Beyond the specific examples of acetylene chlorination and butene combustion, it's crucial to delve into the broader concepts of reaction mechanisms and factors that influence chemical reactions. A reaction mechanism is a step-by-step description of how a chemical reaction occurs, detailing the sequence of elementary reactions that lead from reactants to products. Understanding reaction mechanisms allows us to predict the products of a reaction, optimize reaction conditions, and design new chemical transformations. For instance, the chlorination of acetylene proceeds through a mechanism involving electrophilic attack of chlorine on the triple bond, followed by the formation of carbocations and the addition of chloride ions. Knowing this mechanism helps us understand why certain products are favored over others and how to control the reaction selectivity.

Several factors can influence the rate and outcome of a chemical reaction, including temperature, concentration, catalysts, and the nature of the reactants and solvents. Temperature affects the kinetic energy of molecules, with higher temperatures leading to more frequent and energetic collisions, thus increasing the reaction rate. Concentration influences the probability of collisions between reactant molecules, with higher concentrations generally leading to faster reactions. Catalysts are substances that speed up a reaction without being consumed in the process, by providing an alternative reaction pathway with a lower activation energy. The nature of the reactants and solvents also plays a crucial role; for example, polar solvents can stabilize charged intermediates, influencing the reaction mechanism and rate.

Applications and Implications in the Real World

The chemical reactions we've explored have far-reaching applications and implications in the real world. The chlorination of acetylene is used in the production of chlorinated solvents and polymers, which have various industrial applications. However, it's important to note that some chlorinated compounds are environmentally harmful, and their use is being phased out in favor of more sustainable alternatives. The combustion of hydrocarbons like butene is a fundamental process in energy production, powering vehicles, generating electricity, and heating homes. However, the combustion of fossil fuels also releases greenhouse gases, such as carbon dioxide, which contribute to climate change.
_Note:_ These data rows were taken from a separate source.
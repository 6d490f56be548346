//! Student record model
//!
//! A [`StudentRecord`] is built once per planning request from a raw
//! course → grade mapping. Every catalog course gets a `passed` and a
//! `studied` flag; a course with no grade counts as not attempted.

use super::Catalog;
use crate::core::error::InputError;
use crate::warn;
use serde::{Deserialize, Serialize};

/// Largest accepted number of completed terms
pub const MAX_TERMS_STUDIED: u32 = 16;

/// Minor value meaning "no minor chosen"
pub const NO_MINOR: &str = "no minor";

/// Outcome class of a recorded grade
#[derive(Debug, Clone, Copy, PartialEq, Eq)]
pub enum Grade {
    /// Withdrawal (`W`)
    Withdrawn,
    /// Unsatisfactory (`U`)
    Unsatisfactory,
    /// Fail (`F`)
    Failed,
    /// Any other grade
    Passed,
}

impl Grade {
    /// Classify a raw grade string (trimmed, case-insensitive)
    ///
    /// # Returns
    /// `None` for an empty grade
    #[must_use]
    pub fn parse(raw: &str) -> Option<Self> {
        let grade = raw.trim();
        if grade.is_empty() {
            return None;
        }
        Some(match grade.to_ascii_uppercase().as_str() {
            "W" => Self::Withdrawn,
            "U" => Self::Unsatisfactory,
            "F" => Self::Failed,
            _ => Self::Passed,
        })
    }

    /// Whether the grade satisfies prerequisites
    #[must_use]
    pub const fn counts_as_passed(self) -> bool {
        matches!(self, Self::Passed)
    }

    /// Whether the grade counts as an attempt (failing included)
    #[must_use]
    pub const fn counts_as_studied(self) -> bool {
        matches!(self, Self::Passed | Self::Failed)
    }
}

/// A planning request as received from the outside world
#[derive(Debug, Clone, PartialEq, Eq, Serialize, Deserialize)]
pub struct PlanningRequest {
    /// Completed terms
    pub terms_studied: u32,
    /// Chosen minor (case-insensitive); `None` or "no minor" means none
    #[serde(default)]
    pub minor: Option<String>,
    /// Raw (course id, grade) entries; a later entry for the same course wins
    #[serde(default)]
    pub grades: Vec<(String, String)>,
}

impl Default for PlanningRequest {
    fn default() -> Self {
        Self {
            terms_studied: 1,
            minor: None,
            grades: Vec::new(),
        }
    }
}

impl PlanningRequest {
    /// Create a request for a student with the given progress
    #[must_use]
    pub fn new(terms_studied: u32) -> Self {
        Self {
            terms_studied,
            ..Self::default()
        }
    }

    /// Set the chosen minor
    #[must_use]
    pub fn with_minor(mut self, minor: &str) -> Self {
        self.minor = Some(minor.to_string());
        self
    }

    /// Record a grade
    #[must_use]
    pub fn with_grade(mut self, course_id: &str, grade: &str) -> Self {
        self.grades.push((course_id.to_string(), grade.to_string()));
        self
    }
}

/// Per-request snapshot of a student's history against one catalog
#[derive(Debug, Clone, PartialEq, Eq)]
pub struct StudentRecord {
    passed: Vec<bool>,
    studied: Vec<bool>,
    terms_studied: u32,
    chosen_minor: Option<String>,
    catalog_fingerprint: u64,
}

impl StudentRecord {
    /// Build the record for `request` against `catalog`
    ///
    /// # Errors
    /// Returns [`InputError`] when a grade names an unknown course, a grade is
    /// empty, or the term count exceeds [`MAX_TERMS_STUDIED`].
    pub fn from_request(catalog: &Catalog, request: &PlanningRequest) -> Result<Self, InputError> {
        if request.terms_studied > MAX_TERMS_STUDIED {
            return Err(InputError::TermsOutOfRange {
                value: request.terms_studied,
                max: MAX_TERMS_STUDIED,
            });
        }

        let mut passed = vec![false; catalog.len()];
        let mut studied = vec![false; catalog.len()];
        for (course_id, raw_grade) in &request.grades {
            let idx = catalog
                .index_of(course_id.trim())
                .ok_or_else(|| InputError::UnknownCourse(course_id.clone()))?;
            let grade =
                Grade::parse(raw_grade).ok_or_else(|| InputError::EmptyGrade(course_id.clone()))?;
            passed[idx] = grade.counts_as_passed();
            studied[idx] = grade.counts_as_studied();
        }

        Ok(Self {
            passed,
            studied,
            terms_studied: request.terms_studied,
            chosen_minor: resolve_minor(catalog, request.minor.as_deref()),
            catalog_fingerprint: catalog.fingerprint(),
        })
    }

    /// Whether the course at catalog position `idx` has been passed
    #[must_use]
    pub fn passed(&self, idx: usize) -> bool {
        self.passed[idx]
    }

    /// Whether the course at catalog position `idx` has been attempted
    #[must_use]
    pub fn studied(&self, idx: usize) -> bool {
        self.studied[idx]
    }

    /// Completed terms
    #[must_use]
    pub const fn terms_studied(&self) -> u32 {
        self.terms_studied
    }

    /// Chosen minor, spelled as in the catalog when it matched one
    #[must_use]
    pub fn chosen_minor(&self) -> Option<&str> {
        self.chosen_minor.as_deref()
    }

    /// Whether the record was built against `catalog` (or one with the same course ids)
    #[must_use]
    pub fn belongs_to(&self, catalog: &Catalog) -> bool {
        self.catalog_fingerprint == catalog.fingerprint() && self.len() == catalog.len()
    }

    /// Number of courses covered by the record
    #[must_use]
    pub fn len(&self) -> usize {
        self.passed.len()
    }

    /// Whether the record covers no courses
    #[must_use]
    pub fn is_empty(&self) -> bool {
        self.passed.is_empty()
    }

    /// Ids of passed courses in catalog order
    #[must_use]
    pub fn passed_ids<'a>(&self, catalog: &'a Catalog) -> Vec<&'a str> {
        catalog
            .courses()
            .iter()
            .zip(&self.passed)
            .filter(|(_, passed)| **passed)
            .map(|(course, _)| course.id.as_str())
            .collect()
    }
}

fn resolve_minor(catalog: &Catalog, minor: Option<&str>) -> Option<String> {
    let name = minor.map(str::trim).filter(|m| !m.is_empty())?;
    if name.eq_ignore_ascii_case(NO_MINOR) {
        return None;
    }
    if let Some(known) = catalog.find_minor(name) {
        return Some(known.name.clone());
    }
    warn!("Minor '{name}' is not in the catalog; minor rules will not apply");
    Some(name.to_ascii_lowercase())
}
//! Linear 0/1 model produced by the formulator and consumed by solvers
//!
//! Variables are addressed by their position in catalog order. Constants that
//! depend on the student record (e.g. `passed[c]`) are folded into the
//! right-hand side when a constraint is built, so every term is a variable.

use serde::Serialize;
use std::collections::BTreeMap;
use std::fmt;

/// Curriculum rule a constraint was generated from
#[derive(Debug, Clone, Copy, PartialEq, Eq, PartialOrd, Ord, Hash, Serialize)]
#[serde(rename_all = "snake_case")]
pub enum Rule {
    /// All prerequisites must already be passed
    Prerequisite,
    /// Term credits must reach the minimum
    CreditMinimum,
    /// Term credits must not exceed the maximum
    CreditMaximum,
    /// Course must be offered this term
    TermAvailability,
    /// Passed courses are not taken again
    NoRetake,
    /// Two courses sharing a timeslot cannot both be taken
    TimeslotClash,
    /// A course and its co-module move together
    CoModule,
    /// The prior-exposure course must have been attempted
    PriorExposure,
    /// At most five courses from the chosen minor
    MinorCap,
    /// At most one course from a general-education pair
    GenEdPair,
    /// At most two courses from the general-education group
    GenEdGroupCap,
    /// No courses from minors other than the chosen one
    MinorLockIn,
    /// Projects need four completed terms
    ProjectGate,
    /// Free electives need six completed terms
    FreeElectiveGate,
}

impl Rule {
    /// Short human-readable description
    #[must_use]
    pub const fn describe(self) -> &'static str {
        match self {
            Self::Prerequisite => "prerequisites not yet passed",
            Self::CreditMinimum => "below the minimum credit load",
            Self::CreditMaximum => "above the maximum credit load",
            Self::TermAvailability => "not offered this term",
            Self::NoRetake => "already passed",
            Self::TimeslotClash => "timeslot clash",
            Self::CoModule => "co-module must be taken in the same term",
            Self::PriorExposure => "prior exposure course not attempted",
            Self::MinorCap => "minor course cap reached",
            Self::GenEdPair => "only one course of this general education pair",
            Self::GenEdGroupCap => "general education cap reached",
            Self::MinorLockIn => "belongs to a minor other than the chosen one",
            Self::ProjectGate => "projects open after four terms",
            Self::FreeElectiveGate => "free electives open after five terms",
        }
    }
}

impl fmt::Display for Rule {
    fn fmt(&self, f: &mut fmt::Formatter<'_>) -> fmt::Result {
        f.write_str(self.describe())
    }
}

/// Comparison between a constraint's left-hand side and its constant
#[derive(Debug, Clone, Copy, PartialEq, Eq, Serialize)]
pub enum Relation {
    /// `lhs <= rhs`
    LessEq,
    /// `lhs >= rhs`
    GreaterEq,
    /// `lhs == rhs`
    Equal,
}

impl Relation {
    /// Whether `lhs <relation> rhs` holds
    #[must_use]
    pub const fn holds(self, lhs: i64, rhs: i64) -> bool {
        match self {
            Self::LessEq => lhs <= rhs,
            Self::GreaterEq => lhs >= rhs,
            Self::Equal => lhs == rhs,
        }
    }

    const fn symbol(self) -> &'static str {
        match self {
            Self::LessEq => "<=",
            Self::GreaterEq => ">=",
            Self::Equal => "==",
        }
    }
}

/// `sum(coeff * var) <relation> rhs`
#[derive(Debug, Clone, PartialEq, Eq, Serialize)]
pub struct LinearConstraint {
    rule: Rule,
    label: String,
    terms: Vec<(usize, i64)>,
    relation: Relation,
    rhs: i64,
}

impl LinearConstraint {
    /// Build a constraint, merging repeated variables and dropping zero terms
    #[must_use]
    pub fn new(
        rule: Rule,
        label: String,
        terms: impl IntoIterator<Item = (usize, i64)>,
        relation: Relation,
        rhs: i64,
    ) -> Self {
        let mut merged: Vec<(usize, i64)> = Vec::new();
        for (var, coeff) in terms {
            match merged.iter_mut().find(|(v, _)| *v == var) {
                Some((_, c)) => *c += coeff,
                None => merged.push((var, coeff)),
            }
        }
        merged.retain(|(_, c)| *c != 0);
        Self {
            rule,
            label,
            terms: merged,
            relation,
            rhs,
        }
    }

    /// Rule this constraint enforces
    #[must_use]
    pub const fn rule(&self) -> Rule {
        self.rule
    }

    /// Which courses the constraint is about (e.g. "CS2040 needs CS1010")
    #[must_use]
    pub fn label(&self) -> &str {
        &self.label
    }

    /// `(variable index, coefficient)` pairs
    #[must_use]
    pub fn terms(&self) -> &[(usize, i64)] {
        &self.terms
    }

    /// Comparison
    #[must_use]
    pub const fn relation(&self) -> Relation {
        self.relation
    }

    /// Right-hand constant
    #[must_use]
    pub const fn rhs(&self) -> i64 {
        self.rhs
    }

    /// Whether no variable is involved (the constraint is a plain fact)
    #[must_use]
    pub fn is_constant(&self) -> bool {
        self.terms.is_empty()
    }

    /// Left-hand side under `assignment`
    #[must_use]
    pub fn evaluate(&self, assignment: &[bool]) -> i64 {
        self.terms
            .iter()
            .filter(|(var, _)| assignment[*var])
            .map(|(_, coeff)| coeff)
            .sum()
    }

    /// Whether `assignment` satisfies the constraint
    #[must_use]
    pub fn is_satisfied_by(&self, assignment: &[bool]) -> bool {
        self.relation.holds(self.evaluate(assignment), self.rhs)
    }
}

impl fmt::Display for LinearConstraint {
    fn fmt(&self, f: &mut fmt::Formatter<'_>) -> fmt::Result {
        write!(f, "[{:?}] ", self.rule)?;
        if self.terms.is_empty() {
            write!(f, "0")?;
        }
        for (i, (var, coeff)) in self.terms.iter().enumerate() {
            let sign = if *coeff < 0 { "-" } else if i > 0 { "+" } else { "" };
            let sep = if i > 0 { " " } else { "" };
            write!(f, "{sep}{sign}{}*x{var}", coeff.abs())?;
        }
        write!(f, " {} {}", self.relation.symbol(), self.rhs)
    }
}

/// Linear objective `offset - sum(credit[c] * var[c])`, to be minimized
#[derive(Debug, Clone, PartialEq, Eq, Serialize)]
pub struct Objective {
    /// Constant offset (the graduation credit requirement)
    pub offset: i64,
    /// Credits gained per variable
    pub credits: Vec<i64>,
}

impl Objective {
    /// Credits selected under `assignment`
    #[must_use]
    pub fn credits_taken(&self, assignment: &[bool]) -> i64 {
        self.credits
            .iter()
            .zip(assignment)
            .filter(|(_, on)| **on)
            .map(|(credits, _)| credits)
            .sum()
    }

    /// Objective value under `assignment`
    #[must_use]
    pub fn value(&self, assignment: &[bool]) -> i64 {
        self.offset - self.credits_taken(assignment)
    }
}

/// A complete 0/1 planning model for one student and one term
#[derive(Debug, Clone, PartialEq, Eq, Serialize)]
pub struct PlanModel {
    variables: Vec<String>,
    constraints: Vec<LinearConstraint>,
    objective: Objective,
}

impl PlanModel {
    /// Create a model with one boolean variable per name
    #[must_use]
    pub fn new(variables: Vec<String>, objective: Objective) -> Self {
        Self {
            variables,
            constraints: Vec::new(),
            objective,
        }
    }

    /// Append a constraint
    pub fn add_constraint(&mut self, constraint: LinearConstraint) {
        self.constraints.push(constraint);
    }

    /// Variable names in index order
    #[must_use]
    pub fn variables(&self) -> &[String] {
        &self.variables
    }

    /// Constraints in assertion order
    #[must_use]
    pub fn constraints(&self) -> &[LinearConstraint] {
        &self.constraints
    }

    /// Objective
    #[must_use]
    pub const fn objective(&self) -> &Objective {
        &self.objective
    }

    /// Constraints generated by one rule
    pub fn constraints_for(&self, rule: Rule) -> impl Iterator<Item = &LinearConstraint> {
        self.constraints.iter().filter(move |c| c.rule == rule)
    }

    /// Number of constraints per rule, in rule order
    #[must_use]
    pub fn rule_counts(&self) -> BTreeMap<Rule, usize> {
        let mut counts = BTreeMap::new();
        for constraint in &self.constraints {
            *counts.entry(constraint.rule).or_insert(0) += 1;
        }
        counts
    }

    /// Constraints that `assignment` violates
    ///
    /// # Panics
    /// Panics if `assignment` is shorter than the variable list.
    #[must_use]
    pub fn violations(&self, assignment: &[bool]) -> Vec<&LinearConstraint> {
        assert!(
            assignment.len() >= self.variables.len(),
            "assignment covers {} of {} variables",
            assignment.len(),
            self.variables.len()
        );
        self.constraints
            .iter()
            .filter(|c| !c.is_satisfied_by(assignment))
            .collect()
    }
}
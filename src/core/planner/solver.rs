//! Solver interface and the `good_lp` backed implementation
//!
//! The [`PlanSolver`] trait is the seam between the formulated model and
//! whatever optimization backend resolves it. [`LinearSolver`] hands the model
//! to `good_lp`'s pure-Rust `microlp` backend on a worker thread so the caller
//! can enforce a time budget and cancellation.

use super::model::{PlanModel, Relation};
use crate::{debug, error, warn};
use good_lp::{
    constraint, microlp, variable, Expression, ProblemVariables, ResolutionError, Solution,
    SolverModel, Variable,
};
use serde::Serialize;
use std::fmt;
use std::sync::atomic::{AtomicBool, Ordering};
use std::sync::mpsc::{self, RecvTimeoutError};
use std::sync::Arc;
use std::thread;
use std::time::{Duration, Instant};

/// How often a waiting caller checks its cancellation token
const POLL_INTERVAL: Duration = Duration::from_millis(20);

/// Status of the solver after execution
#[derive(Debug, Clone, Copy, PartialEq, Eq, Serialize)]
#[serde(rename_all = "snake_case")]
pub enum SolveStatus {
    /// Proven optimal assignment found
    Optimal,
    /// Feasible (not proven optimal) assignment found
    Feasible,
    /// No assignment satisfies the model
    Infeasible,
    /// The search ended without a definitive answer (time limit, cancellation, backend failure)
    Unknown,
}

impl SolveStatus {
    /// Whether the status carries a usable assignment
    #[must_use]
    pub const fn has_solution(self) -> bool {
        matches!(self, Self::Optimal | Self::Feasible)
    }
}

impl fmt::Display for SolveStatus {
    fn fmt(&self, f: &mut fmt::Formatter<'_>) -> fmt::Result {
        let name = match self {
            Self::Optimal => "optimal",
            Self::Feasible => "feasible",
            Self::Infeasible => "infeasible",
            Self::Unknown => "unknown",
        };
        f.write_str(name)
    }
}

/// Cooperative cancellation flag shared between a caller and a running solve
#[derive(Debug, Clone, Default)]
pub struct CancelToken(Arc<AtomicBool>);

impl CancelToken {
    /// Create an untriggered token
    #[must_use]
    pub fn new() -> Self {
        Self::default()
    }

    /// Request cancellation
    pub fn cancel(&self) {
        self.0.store(true, Ordering::SeqCst);
    }

    /// Whether cancellation was requested
    #[must_use]
    pub fn is_cancelled(&self) -> bool {
        self.0.load(Ordering::SeqCst)
    }
}

/// Per-solve options
#[derive(Debug, Clone, Default)]
pub struct SolveOptions {
    /// Wall-clock budget; `None` waits for the backend to finish
    pub time_limit: Option<Duration>,
    /// Optional cancellation token
    pub cancel: Option<CancelToken>,
}

impl SolveOptions {
    /// Options with a time budget
    #[must_use]
    pub const fn with_time_limit(time_limit: Duration) -> Self {
        Self {
            time_limit: Some(time_limit),
            cancel: None,
        }
    }

    fn is_cancelled(&self) -> bool {
        self.cancel.as_ref().is_some_and(CancelToken::is_cancelled)
    }
}

/// Result of one solve
#[derive(Debug, Clone, PartialEq, Eq)]
pub struct SolveOutcome {
    /// Terminal status
    pub status: SolveStatus,
    /// One value per model variable; present only for optimal/feasible outcomes
    pub assignment: Option<Vec<bool>>,
    /// Time spent
    pub elapsed: Duration,
}

impl SolveOutcome {
    /// Outcome without an assignment
    #[must_use]
    pub const fn without_solution(status: SolveStatus, elapsed: Duration) -> Self {
        Self {
            status,
            assignment: None,
            elapsed,
        }
    }
}

/// A backend able to resolve a [`PlanModel`]
pub trait PlanSolver {
    /// Solve `model`, honouring the time budget and cancellation in `options`
    fn solve(&self, model: &PlanModel, options: &SolveOptions) -> SolveOutcome;
}

/// Solves plan models with `good_lp` and the `microlp` backend
#[derive(Debug, Clone, Copy, Default)]
pub struct LinearSolver;

impl LinearSolver {
    /// Create the solver
    #[must_use]
    pub const fn new() -> Self {
        Self
    }
}

impl PlanSolver for LinearSolver {
    fn solve(&self, model: &PlanModel, options: &SolveOptions) -> SolveOutcome {
        let started = Instant::now();

        if options.is_cancelled() {
            return SolveOutcome::without_solution(SolveStatus::Unknown, started.elapsed());
        }

        // Constraints without variables are facts about the student; a false one
        // settles the outcome before any search.
        if let Some(fact) = model
            .constraints()
            .iter()
            .find(|c| c.is_constant() && !c.is_satisfied_by(&[]))
        {
            debug!("solve: constant constraint is false: {fact}");
            return SolveOutcome::without_solution(SolveStatus::Infeasible, started.elapsed());
        }

        if model.variables().is_empty() {
            return SolveOutcome {
                status: SolveStatus::Optimal,
                assignment: Some(Vec::new()),
                elapsed: started.elapsed(),
            };
        }

        let (tx, rx) = mpsc::channel();
        let owned = model.clone();
        let spawned = thread::Builder::new()
            .name("plan-solver".to_string())
            .spawn(move || {
                // The receiver may have given up already; nothing to report then.
                let _ = tx.send(run_microlp(&owned));
            });
        if let Err(e) = spawned {
            error!("solve: failed to start solver thread: {e}");
            return SolveOutcome::without_solution(SolveStatus::Unknown, started.elapsed());
        }

        let deadline = options.time_limit.map(|limit| started + limit);
        loop {
            // A result that lands after the budget or the cancellation is discarded.
            if options.is_cancelled() {
                warn!("solve: cancelled after {:.3}s", started.elapsed().as_secs_f64());
                return SolveOutcome::without_solution(SolveStatus::Unknown, started.elapsed());
            }
            if deadline.is_some_and(|d| Instant::now() >= d) {
                warn!(
                    "solve: time limit reached after {:.3}s",
                    started.elapsed().as_secs_f64()
                );
                return SolveOutcome::without_solution(SolveStatus::Unknown, started.elapsed());
            }

            let wait = deadline.map_or(POLL_INTERVAL, |d| {
                d.saturating_duration_since(Instant::now()).min(POLL_INTERVAL)
            });
            match rx.recv_timeout(wait) {
                Ok(raw) => {
                    let outcome = raw.into_outcome(started.elapsed());
                    debug!(
                        "solve: {} in {:.3}s",
                        outcome.status,
                        outcome.elapsed.as_secs_f64()
                    );
                    return outcome;
                }
                Err(RecvTimeoutError::Timeout) => {}
                Err(RecvTimeoutError::Disconnected) => {
                    error!("solve: solver thread exited without a result");
                    return SolveOutcome::without_solution(SolveStatus::Unknown, started.elapsed());
                }
            }
        }
    }
}

/// Backend result before timing is attached
enum RawOutcome {
    Solved(Vec<bool>),
    Infeasible,
    Failed(String),
}

impl RawOutcome {
    fn into_outcome(self, elapsed: Duration) -> SolveOutcome {
        match self {
            Self::Solved(assignment) => SolveOutcome {
                status: SolveStatus::Optimal,
                assignment: Some(assignment),
                elapsed,
            },
            Self::Infeasible => SolveOutcome::without_solution(SolveStatus::Infeasible, elapsed),
            Self::Failed(reason) => {
                error!("solve: backend failed: {reason}");
                SolveOutcome::without_solution(SolveStatus::Unknown, elapsed)
            }
        }
    }
}

#[allow(clippy::cast_precision_loss)]
fn linear_expression(terms: &[(usize, i64)], vars: &[Variable]) -> Expression {
    let mut expr = Expression::with_capacity(terms.len());
    for &(idx, coeff) in terms {
        expr.add_mul(coeff as f64, vars[idx]);
    }
    expr
}

#[allow(clippy::cast_precision_loss)]
fn run_microlp(model: &PlanModel) -> RawOutcome {
    let mut problem_vars = ProblemVariables::new();
    let vars: Vec<Variable> = model
        .variables()
        .iter()
        .map(|name| problem_vars.add(variable().binary().name(name.clone())))
        .collect();

    // Maximizing credits minimizes `offset - credits`; the offset is reported separately.
    let credit_terms: Vec<(usize, i64)> = model
        .objective()
        .credits
        .iter()
        .copied()
        .enumerate()
        .collect();
    let objective = linear_expression(&credit_terms, &vars);

    let mut problem = problem_vars.maximise(objective).using(microlp);
    for c in model.constraints().iter().filter(|c| !c.is_constant()) {
        let lhs = linear_expression(c.terms(), &vars);
        let rhs = c.rhs() as f64;
        let built = match c.relation() {
            Relation::LessEq => constraint::leq(lhs, rhs),
            Relation::GreaterEq => constraint::geq(lhs, rhs),
            Relation::Equal => constraint::eq(lhs, rhs),
        };
        problem.add_constraint(built);
    }

    match problem.solve() {
        Ok(solution) => {
            RawOutcome::Solved(vars.iter().map(|&v| solution.value(v) > 0.5).collect())
        }
        Err(ResolutionError::Infeasible) => RawOutcome::Infeasible,
        Err(other) => RawOutcome::Failed(other.to_string()),
    }
}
Therefore, developing cleaner and more efficient combustion technologies and exploring alternative energy sources are crucial for mitigating the environmental impact of energy production.

Conclusion

In conclusion, our exploration of the reaction of acetylene with chlorine and the combustion of butene has provided a glimpse into the fascinating world of chemistry. We've delved into the intricacies of these reactions, uncovering the underlying principles that govern chemical transformations. From understanding reaction mechanisms to applying stoichiometry, we've gained valuable insights into the behavior of molecules and the factors that influence chemical reactions. The knowledge and skills acquired in this exploration are essential for anyone pursuing a career in chemistry or related fields. Moreover, the broader implications of these reactions in areas such as industrial chemistry, energy production, and environmental science highlight the importance of chemistry in addressing global challenges. By continuing to explore the wonders of chemistry, we can unlock new possibilities and create a better future for all.